On almost any given Sunday nine blocks west of the White House on Washington’s Pennsylvania Avenue, the parishioners of Saint Stephen Martyr Catholic Church are transported to thoughts of Heaven by the golden soprano voice of Cantor Grace Srinivasan. Srinivasan, who grew up in the Washington area, graduated with degrees in music from nearby George Washington University, and studied ballet, the cello, and, later, voice at Baltimore’s Peabody Conservatory.

Saint Stephen Martyr has a long and distinguished history.  Founded in 1867, the parish’s sturdy brick sanctuary and school stood proudly over the city’s tumbledown Foggy Bottom neighborhood for nearly a century.  Prominent local architect Adolf Cluss -- who had been the Best Man at Frederick Engels’ wedding prior to leaving Germany -- designed the church in a signature carnivalesque red-brick style that came to define much of Washington’s cityscape (among his surviving buildings are The Smithsonian’s Arts & Industry Building, Eastern Market, and the Franklin School).  When structural damage proved too severe, the old church was replaced in 1959 by an elegantly Modernist sanctuary defined by a progression of liquefied parabolic vaults.  The new Saint Stephen Matyr became the home church for President John F. Kennedy, whose favorite pew at the back of the sanctuary is memorialized by a bronze plaque.

Srinivasan has retained her connection with Saint Stephen Martyr from her college days even as her career has taken flight.  In addition to recitals and stage appearances around the world, she played the lead role in the 2014 PBS docudrama Enemy of the Reich recounting the heroic story of Noor Inayat Khan, who aided the French Resistance during World War II and was killed in Dachau. 
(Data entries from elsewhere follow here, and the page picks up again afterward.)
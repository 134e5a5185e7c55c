//! Graph and search algorithms over triangle meshes.

pub mod dual_graph;
pub mod glue;
pub mod inspect;

pub use dual_graph::DualGraph;
pub use glue::{join_meshes, join_meshes_with};
pub use inspect::{find_masked, find_node, find_subset};
//! Internal edges and the triangle classification derived from them.
//!
//! An internal edge is an edge code shared by exactly two triangles. Counting
//! how many internal edges each triangle has gives the classification used by
//! the supertriangulation cleaning steps:
//!
//! | internal edges | class |
//! |----------------|-------|
//! | 0              | spot  |
//! | 1              | head  |
//! | 2              | link  |
//! | 3              | core  |

use crate::topology::pairs::TableMap;
use crate::topology::trimesh::TriMesh;

/// An edge shared by two triangles.
///
/// `trinum1` is the triangle that comes first in row-major order.
#[derive(Clone, Copy, Debug, PartialEq, Eq)]
pub struct InnerEdge {
    pub code: u64,
    pub trinum1: usize,
    pub locnum1: usize,
    pub trinum2: usize,
    pub locnum2: usize,
}

/// Triangle numbers per class, each sorted ascending.
#[derive(Clone, Debug, Default, PartialEq, Eq)]
pub struct EdgesSpec {
    pub spots: Vec<usize>,
    pub heads: Vec<usize>,
    pub links: Vec<usize>,
    pub cores: Vec<usize>,
}

/// Internal edges of a mesh, sorted by edge code.
#[derive(Clone, Debug, Default)]
pub struct EdgesMap {
    edges: Vec<InnerEdge>,
    ntriangs: usize,
}

impl EdgesMap {
    pub fn from_mesh(mesh: &TriMesh) -> Self {
        let table = TableMap::from_rows(&mesh.edges_paired());
        let edges = table
            .at_rank(2)
            .map(|g| InnerEdge {
                code: g[0].value,
                trinum1: g[0].row,
                locnum1: g[0].col,
                trinum2: g[1].row,
                locnum2: g[1].col,
            })
            .collect();
        Self {
            edges,
            ntriangs: mesh.ntriangs(),
        }
    }

    pub fn size(&self) -> usize {
        self.edges.len()
    }

    pub fn is_empty(&self) -> bool {
        self.edges.is_empty()
    }

    pub fn edges(&self) -> &[InnerEdge] {
        &self.edges
    }

    pub fn iter(&self) -> std::slice::Iter<'_, InnerEdge> {
        self.edges.iter()
    }

    pub fn trinums1(&self) -> Vec<usize> {
        self.edges.iter().map(|e| e.trinum1).collect()
    }

    pub fn trinums2(&self) -> Vec<usize> {
        self.edges.iter().map(|e| e.trinum2).collect()
    }

    pub fn locnums1(&self) -> Vec<usize> {
        self.edges.iter().map(|e| e.locnum1).collect()
    }

    pub fn locnums2(&self) -> Vec<usize> {
        self.edges.iter().map(|e| e.locnum2).collect()
    }

    /// Number of internal edges of every triangle.
    pub fn counts(&self) -> Vec<usize> {
        let mut counts = vec![0usize; self.ntriangs];
        for e in &self.edges {
            counts[e.trinum1] += 1;
            counts[e.trinum2] += 1;
        }
        counts
    }

    /// Classify triangles by their number of internal edges.
    pub fn getspec(&self) -> EdgesSpec {
        let mut spec = EdgesSpec::default();
        for (trinum, count) in self.counts().into_iter().enumerate() {
            match count {
                0 => spec.spots.push(trinum),
                1 => spec.heads.push(trinum),
                2 => spec.links.push(trinum),
                _ => spec.cores.push(trinum),
            }
        }
        spec
    }

    /// Same edges ordered by `trinum1` (stable).
    pub fn sort_per_trinum(&self) -> EdgesMap {
        let mut edges = self.edges.clone();
        edges.sort_by_key(|e| e.trinum1);
        EdgesMap {
            edges,
            ntriangs: self.ntriangs,
        }
    }
}

impl TriMesh {
    pub fn edgesmap(&self) -> EdgesMap {
        EdgesMap::from_mesh(self)
    }
}
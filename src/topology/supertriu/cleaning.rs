//! Cleaning steps that turn a raw supertriangulation into a compact cluster.

use hashbrown::HashSet;

use super::SuperTriu;
use crate::algs::dual_graph::DualGraph;
use crate::config::MIN_REDUCED_SIZE;
use crate::geometry::Point2;

impl SuperTriu {
    /// Drop rows that are links (two shared edges) of the supermesh.
    pub fn strip(&self) -> SuperTriu {
        let links = self.supmesh().edgesmap().getspec().links;
        self.deltriangs(&links)
    }

    fn smooth_once(&self) -> SuperTriu {
        let spec = self.supmesh().edgesmap().getspec();
        let mut drop = spec.spots;
        drop.extend(spec.heads);
        self.deltriangs(&drop)
    }

    /// Drop spots and heads of the supermesh.
    ///
    /// With `iterate`, repeat until nothing changes, the rows run out, or as
    /// many passes as the initial size have been made.
    pub fn smooth(&self, iterate: bool) -> SuperTriu {
        let mut cur = self.smooth_once();
        if iterate {
            let mut passes = 1;
            while passes < self.size() && !cur.is_empty() {
                let next = cur.smooth_once();
                if next.size() == cur.size() {
                    break;
                }
                cur = next;
                passes += 1;
            }
        }
        cur
    }

    /// Drop rows whose supertriangle touches the background boundary.
    pub fn detach(&self) -> SuperTriu {
        let boundary: HashSet<usize> = self.mesh().meshedge().nodnums_unique().into_iter().collect();
        self.filter_rows(|r| !r.vertices.iter().any(|n| boundary.contains(n)))
    }

    /// Connected, compact part reachable from the seed row.
    ///
    /// The seed is the row closest to `seed` (row 0 without an anchor).
    pub fn compress(&self, seed: Option<Point2>) -> Option<SuperTriu> {
        self.compress_with(seed, MIN_REDUCED_SIZE)
    }

    /// [`compress`](Self::compress) with an explicit minimum size.
    pub fn compress_with(&self, seed: Option<Point2>, min_size: usize) -> Option<SuperTriu> {
        if self.is_empty() {
            return None;
        }
        let start = seed.and_then(|p| self.find_seed(p)).unwrap_or(0);
        let order = DualGraph::from_mesh(&self.supmesh()).bfs_order(start);
        if order.len() < min_size {
            return None;
        }
        let sub = self.subtriu(&order);
        sub.is_compact().then_some(sub)
    }

    /// Alternate `compress` with `strip` + `smooth` until a compact cluster
    /// appears or the rows run out.
    pub fn reduce(&self, seed: Option<Point2>) -> Option<SuperTriu> {
        self.reduce_with(seed, MIN_REDUCED_SIZE)
    }

    /// [`reduce`](Self::reduce) with an explicit minimum size.
    pub fn reduce_with(&self, seed: Option<Point2>, min_size: usize) -> Option<SuperTriu> {
        let mut cur = self.clone();
        for _ in 0..self.size() {
            if cur.is_empty() {
                return None;
            }
            if let Some(found) = cur.compress_with(seed, min_size) {
                return Some(found);
            }
            cur = cur.strip().smooth(true);
        }
        log::debug!("reduce: no compact cluster among {} rows", self.size());
        None
    }
}
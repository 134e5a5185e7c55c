//! Hanging node constraints: pivot values tied to their edge end points.
//!
//! Every void `[west, east, pivot]` constrains the node field so that
//! `data[pivot] == 0.5 * (data[west] + data[east])`. Pivots may themselves be
//! the west or east node of another void; such chains are resolved to
//! weights on unconstrained (master) nodes.

use std::collections::BTreeMap;

use crate::config::VOID_TOL;
use crate::mesh_error::AmrError;
use crate::topology::trimesh::TriMesh;
use crate::topology::voids::find_voids;

/// A linear term referencing a master node with a weight.
#[derive(Clone, Copy, Debug, PartialEq)]
pub struct LinearConstraintTerm {
    /// Master node providing the value.
    pub node: usize,
    /// Weight applied to the master value.
    pub weight: f64,
}

/// Stores the `pivot -> (west, east)` constraints of a mesh.
#[derive(Clone, Debug, Default)]
pub struct HangingNodeConstraints {
    constraints: BTreeMap<usize, (usize, usize)>,
}

impl HangingNodeConstraints {
    /// Collect the constraints of every void of `mesh`.
    pub fn from_mesh(mesh: &TriMesh, tol: f64) -> Self {
        let constraints = find_voids(mesh, tol)
            .into_iter()
            .map(|v| (v.pivot, (v.west, v.east)))
            .collect();
        Self { constraints }
    }

    /// Borrow the constraint map.
    pub fn constraints(&self) -> &BTreeMap<usize, (usize, usize)> {
        &self.constraints
    }

    pub fn len(&self) -> usize {
        self.constraints.len()
    }

    pub fn is_empty(&self) -> bool {
        self.constraints.is_empty()
    }

    /// Constrained nodes in ascending order.
    pub fn pivots(&self) -> Vec<usize> {
        self.constraints.keys().copied().collect()
    }

    pub fn is_pivot(&self, node: usize) -> bool {
        self.constraints.contains_key(&node)
    }

    /// Insert or update the constraint of a pivot.
    pub fn insert_constraint(&mut self, pivot: usize, west: usize, east: usize) {
        self.constraints.insert(pivot, (west, east));
    }

    /// Express `node` as a combination of master nodes.
    ///
    /// A master resolves to itself with weight one.
    pub fn resolve(&self, node: usize) -> Result<Vec<LinearConstraintTerm>, AmrError> {
        let mut memo = BTreeMap::new();
        self.resolve_into(node, &mut memo, &mut Vec::new())
    }

    /// Master weights of every pivot.
    pub fn resolve_all(&self) -> Result<BTreeMap<usize, Vec<LinearConstraintTerm>>, AmrError> {
        let mut memo = BTreeMap::new();
        for &pivot in self.constraints.keys() {
            self.resolve_into(pivot, &mut memo, &mut Vec::new())?;
        }
        Ok(memo)
    }

    fn resolve_into(
        &self,
        node: usize,
        memo: &mut BTreeMap<usize, Vec<LinearConstraintTerm>>,
        stack: &mut Vec<usize>,
    ) -> Result<Vec<LinearConstraintTerm>, AmrError> {
        let Some(&(west, east)) = self.constraints.get(&node) else {
            return Ok(vec![LinearConstraintTerm { node, weight: 1.0 }]);
        };
        if let Some(terms) = memo.get(&node) {
            return Ok(terms.clone());
        }
        if stack.contains(&node) {
            return Err(AmrError::ConstraintCycle(node));
        }
        stack.push(node);
        let mut acc: BTreeMap<usize, f64> = BTreeMap::new();
        for parent in [west, east] {
            for term in self.resolve_into(parent, memo, stack)? {
                *acc.entry(term.node).or_insert(0.0) += 0.5 * term.weight;
            }
        }
        stack.pop();
        let terms: Vec<_> = acc
            .into_iter()
            .map(|(node, weight)| LinearConstraintTerm { node, weight })
            .collect();
        memo.insert(node, terms.clone());
        Ok(terms)
    }

    /// Overwrite every pivot value from the master values.
    pub fn apply(&self, data: &mut [f64]) -> Result<(), AmrError> {
        let resolved = self.resolve_all()?;
        let mut updates = Vec::with_capacity(resolved.len());
        for (pivot, terms) in &resolved {
            if *pivot >= data.len() {
                return Err(AmrError::DataLengthMismatch {
                    expected: pivot + 1,
                    found: data.len(),
                });
            }
            let mut value = 0.0;
            for term in terms {
                let source = data.get(term.node).ok_or(AmrError::DataLengthMismatch {
                    expected: term.node + 1,
                    found: data.len(),
                })?;
                value += source * term.weight;
            }
            updates.push((*pivot, value));
        }
        for (pivot, value) in updates {
            data[pivot] = value;
        }
        Ok(())
    }
}

/// Copy of `data` with every void constraint enforced.
pub fn constr_data(mesh: &TriMesh, data: &[f64]) -> Result<Vec<f64>, AmrError> {
    if data.len() != mesh.npoints() {
        return Err(AmrError::DataLengthMismatch {
            expected: mesh.npoints(),
            found: data.len(),
        });
    }
    let mut out = data.to_vec();
    HangingNodeConstraints::from_mesh(mesh, VOID_TOL).apply(&mut out)?;
    Ok(out)
}
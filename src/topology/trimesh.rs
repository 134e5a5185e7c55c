//! Triangle meshes.
//!
//! A [`TriMesh`] is a point array plus a table of node triples. Every
//! operation returns a new mesh; the receiver is never modified.
//!
//! # Expected invariants
//! - Every node number stored in `triangs` is `< npoints`.
//! - No triangle repeats a node.
//!
//! Triangles are counter-clockwise, except *voids*: degenerate triangles
//! `[west, east, pivot]` whose pivot sits at the midpoint of `west–east`
//! (see [`crate::topology::voids`]).

use std::ops::{Add, Mul, Sub};

use hashbrown::HashMap;
use itertools::Itertools;
use serde::{Deserialize, Serialize};

use crate::debug_invariants::DebugInvariants;
use crate::geometry::Point2;
use crate::geometry::metrics;
use crate::mesh_error::AmrError;
use crate::topology::pairs::edge_codes;

/// Node triple of one triangle.
pub type Triangle = [usize; 3];

/// An immutable planar triangle mesh.
#[derive(Clone, Debug, Default, PartialEq, Serialize, Deserialize)]
pub struct TriMesh {
    points: Vec<Point2>,
    triangs: Vec<Triangle>,
}

static_assertions::assert_impl_all!(TriMesh: Send, Sync);

/// In-range positions of `indices`, in the given order.
pub(crate) fn in_range(indices: &[usize], len: usize) -> impl Iterator<Item = usize> + '_ {
    indices.iter().copied().filter(move |&i| i < len)
}

/// Sorted, unique, in-range copy of `indices`.
pub(crate) fn unique_in_range(indices: &[usize], len: usize) -> Vec<usize> {
    in_range(indices, len).sorted_unstable().dedup().collect()
}

impl TriMesh {
    /// Build a mesh, checking that every triangle references existing points.
    pub fn from_data(points: Vec<Point2>, triangs: Vec<Triangle>) -> Result<Self, AmrError> {
        Self { points, triangs }.validated()
    }

    /// Build a mesh from parts the caller already knows to be consistent.
    pub(crate) fn from_parts(points: Vec<Point2>, triangs: Vec<Triangle>) -> Self {
        let mesh = Self { points, triangs };
        crate::debug_invariants!(mesh.validate_invariants(), "TriMesh::from_parts");
        mesh
    }

    #[inline]
    pub fn points(&self) -> &[Point2] {
        &self.points
    }

    #[inline]
    pub fn triangs(&self) -> &[Triangle] {
        &self.triangs
    }

    #[inline]
    pub fn point(&self, node: usize) -> Point2 {
        self.points[node]
    }

    #[inline]
    pub fn npoints(&self) -> usize {
        self.points.len()
    }

    #[inline]
    pub fn ntriangs(&self) -> usize {
        self.triangs.len()
    }

    /// Alias of [`ntriangs`](Self::ntriangs).
    #[inline]
    pub fn size(&self) -> usize {
        self.triangs.len()
    }

    /// True when the mesh has no triangles.
    #[inline]
    pub fn is_empty(&self) -> bool {
        self.triangs.is_empty()
    }

    /// Sorted unique node numbers referenced by the triangles.
    pub fn nodes_range(&self) -> Vec<usize> {
        self.triangs
            .iter()
            .flatten()
            .copied()
            .sorted_unstable()
            .dedup()
            .collect()
    }

    pub fn nnodes(&self) -> usize {
        self.nodes_range().len()
    }

    /// Corner positions of triangle `trinum`.
    #[inline]
    pub fn vertices(&self, trinum: usize) -> [Point2; 3] {
        self.triangs[trinum].map(|n| self.points[n])
    }

    pub fn centroid(&self, trinum: usize) -> Point2 {
        let [a, b, c] = self.vertices(trinum);
        metrics::centroid(a, b, c)
    }

    pub fn centroids(&self) -> Vec<Point2> {
        (0..self.ntriangs()).map(|t| self.centroid(t)).collect()
    }

    /// Signed areas; voids have zero area.
    pub fn areas(&self) -> Vec<f64> {
        (0..self.ntriangs())
            .map(|t| {
                let [a, b, c] = self.vertices(t);
                metrics::signed_area(a, b, c)
            })
            .collect()
    }

    /// Edge codes of every triangle, one column per local edge.
    pub fn edges_paired(&self) -> Vec<[u64; 3]> {
        self.triangs.iter().map(edge_codes).collect()
    }

    /// Mesh made of the listed triangles, in the listed order.
    ///
    /// Out-of-range numbers are ignored. The point array is kept whole.
    pub fn submesh(&self, trinums: &[usize]) -> TriMesh {
        let triangs = in_range(trinums, self.ntriangs())
            .map(|t| self.triangs[t])
            .collect();
        TriMesh::from_parts(self.points.clone(), triangs)
    }

    /// Mesh without the listed triangles. Out-of-range numbers are ignored.
    pub fn deltriangs(&self, trinums: &[usize]) -> TriMesh {
        let mut keep = vec![true; self.ntriangs()];
        for t in in_range(trinums, self.ntriangs()) {
            keep[t] = false;
        }
        let triangs = self
            .triangs
            .iter()
            .zip(&keep)
            .filter_map(|(tri, &k)| k.then_some(*tri))
            .collect();
        TriMesh::from_parts(self.points.clone(), triangs)
    }

    /// Append triangles after the existing ones.
    pub fn add_triangs(&self, triangs: &[Triangle]) -> TriMesh {
        let mut all = self.triangs.clone();
        all.extend_from_slice(triangs);
        TriMesh::from_parts(self.points.clone(), all)
    }

    /// Append points after the existing ones.
    pub fn add_points(&self, points: &[Point2]) -> TriMesh {
        let mut all = self.points.clone();
        all.extend_from_slice(points);
        TriMesh::from_parts(all, self.triangs.clone())
    }

    /// Same triangles on a new point array.
    pub fn update_points(&self, points: Vec<Point2>) -> Result<TriMesh, AmrError> {
        TriMesh::from_data(points, self.triangs.clone())
    }

    /// Same points with a new triangle table.
    pub fn update_triangs(&self, triangs: Vec<Triangle>) -> Result<TriMesh, AmrError> {
        TriMesh::from_data(self.points.clone(), triangs)
    }

    /// Reorder triangles: listed ones first (duplicates and out-of-range
    /// numbers dropped), then the rest in their current order.
    pub fn shuffled(&self, order: &[usize]) -> TriMesh {
        let n = self.ntriangs();
        let mut taken = vec![false; n];
        let mut triangs = Vec::with_capacity(n);
        for t in in_range(order, n) {
            if !taken[t] {
                taken[t] = true;
                triangs.push(self.triangs[t]);
            }
        }
        triangs.extend(
            self.triangs
                .iter()
                .zip(&taken)
                .filter_map(|(tri, &done)| (!done).then_some(*tri)),
        );
        TriMesh::from_parts(self.points.clone(), triangs)
    }

    /// Reconnect triangles: node `from[i]` is replaced by `to[i]`.
    pub fn relabeled(&self, from: &[usize], to: &[usize]) -> TriMesh {
        let map: HashMap<usize, usize> = from.iter().copied().zip(to.iter().copied()).collect();
        let triangs = self
            .triangs
            .iter()
            .map(|tri| tri.map(|n| map.get(&n).copied().unwrap_or(n)))
            .collect();
        TriMesh::from_parts(self.points.clone(), triangs)
    }

    fn map_points(&self, f: impl Fn(Point2) -> Point2) -> TriMesh {
        TriMesh {
            points: self.points.iter().map(|&p| f(p)).collect(),
            triangs: self.triangs.clone(),
        }
    }

    pub fn translated(&self, shift: Point2) -> TriMesh {
        self.map_points(|p| p + shift)
    }

    pub fn scaled(&self, factor: f64) -> TriMesh {
        self.map_points(|p| p * factor)
    }

    /// Rotate counter-clockwise about the origin.
    pub fn rotated(&self, angle: f64) -> TriMesh {
        self.map_points(|p| p.rotated(angle))
    }
}

impl Add<Point2> for &TriMesh {
    type Output = TriMesh;
    fn add(self, shift: Point2) -> TriMesh {
        self.translated(shift)
    }
}

impl Sub<Point2> for &TriMesh {
    type Output = TriMesh;
    fn sub(self, shift: Point2) -> TriMesh {
        self.translated(-shift)
    }
}

impl Mul<f64> for &TriMesh {
    type Output = TriMesh;
    fn mul(self, factor: f64) -> TriMesh {
        self.scaled(factor)
    }
}

impl DebugInvariants for TriMesh {
    fn debug_assert_invariants(&self) {
        crate::debug_invariants!(self.validate_invariants(), "TriMesh");
    }

    fn validate_invariants(&self) -> Result<(), AmrError> {
        let npoints = self.npoints();
        for (trinum, tri) in self.triangs.iter().enumerate() {
            if let Some(&node) = tri.iter().find(|&&n| n >= npoints) {
                return Err(AmrError::NodeOutOfRange {
                    trinum,
                    node,
                    npoints,
                });
            }
            if tri[0] == tri[1] || tri[1] == tri[2] || tri[2] == tri[0] {
                return Err(AmrError::DegenerateTriangle(trinum));
            }
        }
        Ok(())
    }
}

#[cfg(test)]
mod tests {
    use super::*;

    fn square() -> TriMesh {
        let points = vec![
            Point2::new(0.0, 0.0),
            Point2::new(1.0, 0.0),
            Point2::new(1.0, 1.0),
            Point2::new(0.0, 1.0),
        ];
        TriMesh::from_data(points, vec![[0, 1, 2], [2, 3, 0]]).unwrap()
    }

    #[test]
    fn rejects_out_of_range_nodes() {
        let err = TriMesh::from_data(vec![Point2::ORIGIN; 2], vec![[0, 1, 2]]).unwrap_err();
        assert_eq!(
            err,
            AmrError::NodeOutOfRange {
                trinum: 0,
                node: 2,
                npoints: 2
            }
        );
    }

    #[test]
    fn submesh_and_deltriangs_ignore_bad_indices() {
        let mesh = square();
        assert_eq!(mesh.submesh(&[1, 7]).triangs(), &[[2, 3, 0]]);
        assert_eq!(mesh.deltriangs(&[0, 9]).triangs(), &[[2, 3, 0]]);
        assert_eq!(mesh.deltriangs(&[]).ntriangs(), 2);
    }

    #[test]
    fn shuffled_appends_unlisted() {
        let mesh = square().add_triangs(&[[0, 1, 3]]);
        let order: Vec<_> = mesh.shuffled(&[2, 2, 5]).triangs().to_vec();
        assert_eq!(order, vec![[0, 1, 3], [0, 1, 2], [2, 3, 0]]);
    }

    #[test]
    fn transforms_keep_topology() {
        let mesh = square();
        let moved = &(&mesh * 2.0) + Point2::new(1.0, -1.0);
        assert_eq!(moved.triangs(), mesh.triangs());
        assert_eq!(moved.point(2), Point2::new(3.0, 1.0));
        assert!(mesh.areas().iter().all(|&a| (a - 0.5).abs() < 1e-14));
    }
}
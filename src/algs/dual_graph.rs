//! Build a CSR (compressed-sparse-row) *dual graph* of a triangle mesh.
//
// Each *triangle* is a vertex; an undirected edge joins two triangles that
// share an internal edge (see `EdgesMap`).
//
// * `xadj[i] .. xadj[i+1]`   = neighbour list of triangle *i*
// * `adjncy`                 = concatenated neighbour vertices
//
// Neighbour lists are sorted ascending, so breadth-first orders are
// deterministic.

use std::collections::VecDeque;

use crate::topology::edges_map::EdgesMap;
use crate::topology::trimesh::TriMesh;

/// CSR triple
#[derive(Debug, Clone, Default, PartialEq, Eq)]
pub struct DualGraph {
    pub xadj: Vec<usize>,
    pub adjncy: Vec<usize>,
}

impl DualGraph {
    /// Dual graph over `nvertices` vertices from the internal edges of a mesh.
    pub fn from_edges(nvertices: usize, edges: &EdgesMap) -> Self {
        let mut adj: Vec<Vec<usize>> = vec![Vec::new(); nvertices];
        for e in edges.iter() {
            if e.trinum1 != e.trinum2 {
                adj[e.trinum1].push(e.trinum2);
                adj[e.trinum2].push(e.trinum1);
            }
        }
        let mut xadj = Vec::with_capacity(nvertices + 1);
        let mut adjncy = Vec::new();
        xadj.push(0);
        for mut nbrs in adj {
            nbrs.sort_unstable();
            nbrs.dedup();
            adjncy.extend(nbrs);
            xadj.push(adjncy.len());
        }
        Self { xadj, adjncy }
    }

    pub fn from_mesh(mesh: &TriMesh) -> Self {
        Self::from_edges(mesh.ntriangs(), &mesh.edgesmap())
    }

    pub fn nvertices(&self) -> usize {
        self.xadj.len().saturating_sub(1)
    }

    #[inline]
    pub fn neighbors(&self, v: usize) -> &[usize] {
        &self.adjncy[self.xadj[v]..self.xadj[v + 1]]
    }

    /// Vertices reachable from `seed`, in breadth-first order.
    ///
    /// Returns an empty order when `seed` is out of range.
    pub fn bfs_order(&self, seed: usize) -> Vec<usize> {
        let n = self.nvertices();
        if seed >= n {
            return Vec::new();
        }
        let mut seen = vec![false; n];
        let mut order = Vec::new();
        let mut queue = VecDeque::from([seed]);
        seen[seed] = true;
        while let Some(v) = queue.pop_front() {
            order.push(v);
            for &w in self.neighbors(v) {
                if !seen[w] {
                    seen[w] = true;
                    queue.push_back(w);
                }
            }
        }
        order
    }
}

#[cfg(test)]
mod tests {
    use super::*;
    use crate::geometry::Point2;

    #[test]
    fn strip_of_three_triangles() {
        let points = vec![
            Point2::new(0.0, 0.0),
            Point2::new(1.0, 0.0),
            Point2::new(0.0, 1.0),
            Point2::new(1.0, 1.0),
            Point2::new(2.0, 1.0),
        ];
        let mesh =
            TriMesh::from_data(points, vec![[1, 4, 3], [0, 1, 2], [1, 3, 2]]).unwrap();
        let g = DualGraph::from_mesh(&mesh);
        assert_eq!(g.xadj, vec![0, 1, 2, 4]);
        assert_eq!(g.neighbors(2), &[0, 1]);
        assert_eq!(g.bfs_order(1), vec![1, 2, 0]);
        assert!(g.bfs_order(5).is_empty());
    }
}
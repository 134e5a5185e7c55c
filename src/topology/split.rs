//! Splitting a mesh into its edge-connected parts.

use crate::algs::dual_graph::DualGraph;
use crate::topology::trimesh::TriMesh;

impl TriMesh {
    /// Edge-connected parts of the mesh once its voids are removed.
    ///
    /// Voids are the only links between refinement levels, so every part
    /// is uniformly refined. Each part lists its triangles breadth-first
    /// from its first triangle and keeps the whole point array.
    pub fn split(&self) -> Vec<TriMesh> {
        let mut rest = self.deltriangs(&self.getvoids());
        let mut parts = Vec::new();
        while !rest.is_empty() {
            let order = DualGraph::from_mesh(&rest).bfs_order(0);
            parts.push(rest.submesh(&order));
            rest = rest.deltriangs(&order);
        }
        parts
    }
}

#[cfg(test)]
mod tests {
    use super::*;
    use crate::geometry::Point2;

    #[test]
    fn two_squares_touching_at_a_corner() {
        let points = vec![
            Point2::new(0.0, 0.0),
            Point2::new(1.0, 0.0),
            Point2::new(1.0, 1.0),
            Point2::new(0.0, 1.0),
            Point2::new(2.0, 1.0),
            Point2::new(2.0, 2.0),
            Point2::new(1.0, 2.0),
        ];
        let mesh = TriMesh::from_data(
            points,
            vec![[0, 1, 2], [2, 4, 5], [2, 3, 0], [5, 6, 2]],
        )
        .unwrap();
        let parts = mesh.split();
        assert_eq!(parts.len(), 2);
        assert_eq!(parts[0].triangs(), &[[0, 1, 2], [2, 3, 0]]);
        assert_eq!(parts[1].triangs(), &[[2, 4, 5], [5, 6, 2]]);
        assert_eq!(parts[1].npoints(), 7);
        assert!(TriMesh::default().split().is_empty());
    }
}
Srinivasan met Paula Maust while studying at Peabody Conservatory.   An accomplished harpsichordist and organist, Maust has earned a multitude of degrees in early music and organ performance from Peabody, the Cleveland Institute of Music, and Valparaiso University. She has earned praise for her performances and has served as music director and organist at several churches around the country.

Srinivasan and Maust’s shared passion for early and Baroque music drew them together.  They perform regularly around Baltimore and Washington and beyond with numerous groups and colleagues, and they promote their music through teaching and by encouraging new audiences to discover the music.  Maust, for example, teaches at the University of Maryland Baltimore County and Towson University as well as taking on private students.  Yet, they wanted to do more.

Last year, Srinivasan and Maust joined together to form Musica Spira (Music Breathes) dedicated to promoting Baroque music that captures “the essence of life’s stories” thereby making the music relevant to contemporary society.  Together, they curate and perform programs touching on the trials of life in the twenty-first century through the music of the seventeenth and eighteenth centuries.

One such program featuring the music of women composers is entitled “Shattering the Glass Ceiling: Women Who Defied the Odds.” Another, entitled “In Pursuit of Fidelity,” explores the meaning of trust through the music of Henry Purcell, Peter Philips, Thomas-Louis Bourgeois, Joseph-Nicolas-Pancrace Royer and Domenico Scarlatti.  Concluding with Scarlatti’s “rage aria,” “Fille, gia piu non parlo,” their performances humanize a music that might otherwise seem distant from contemporary society and life.

When collaborating as Musica Spira, Srinivasan and Maust draw musical traditions of the past and present into renewed conversations about the importance of life and values.  Working in partnership to develop uncommon programs, they highlight shared themes which reach across centuries of seeming difference.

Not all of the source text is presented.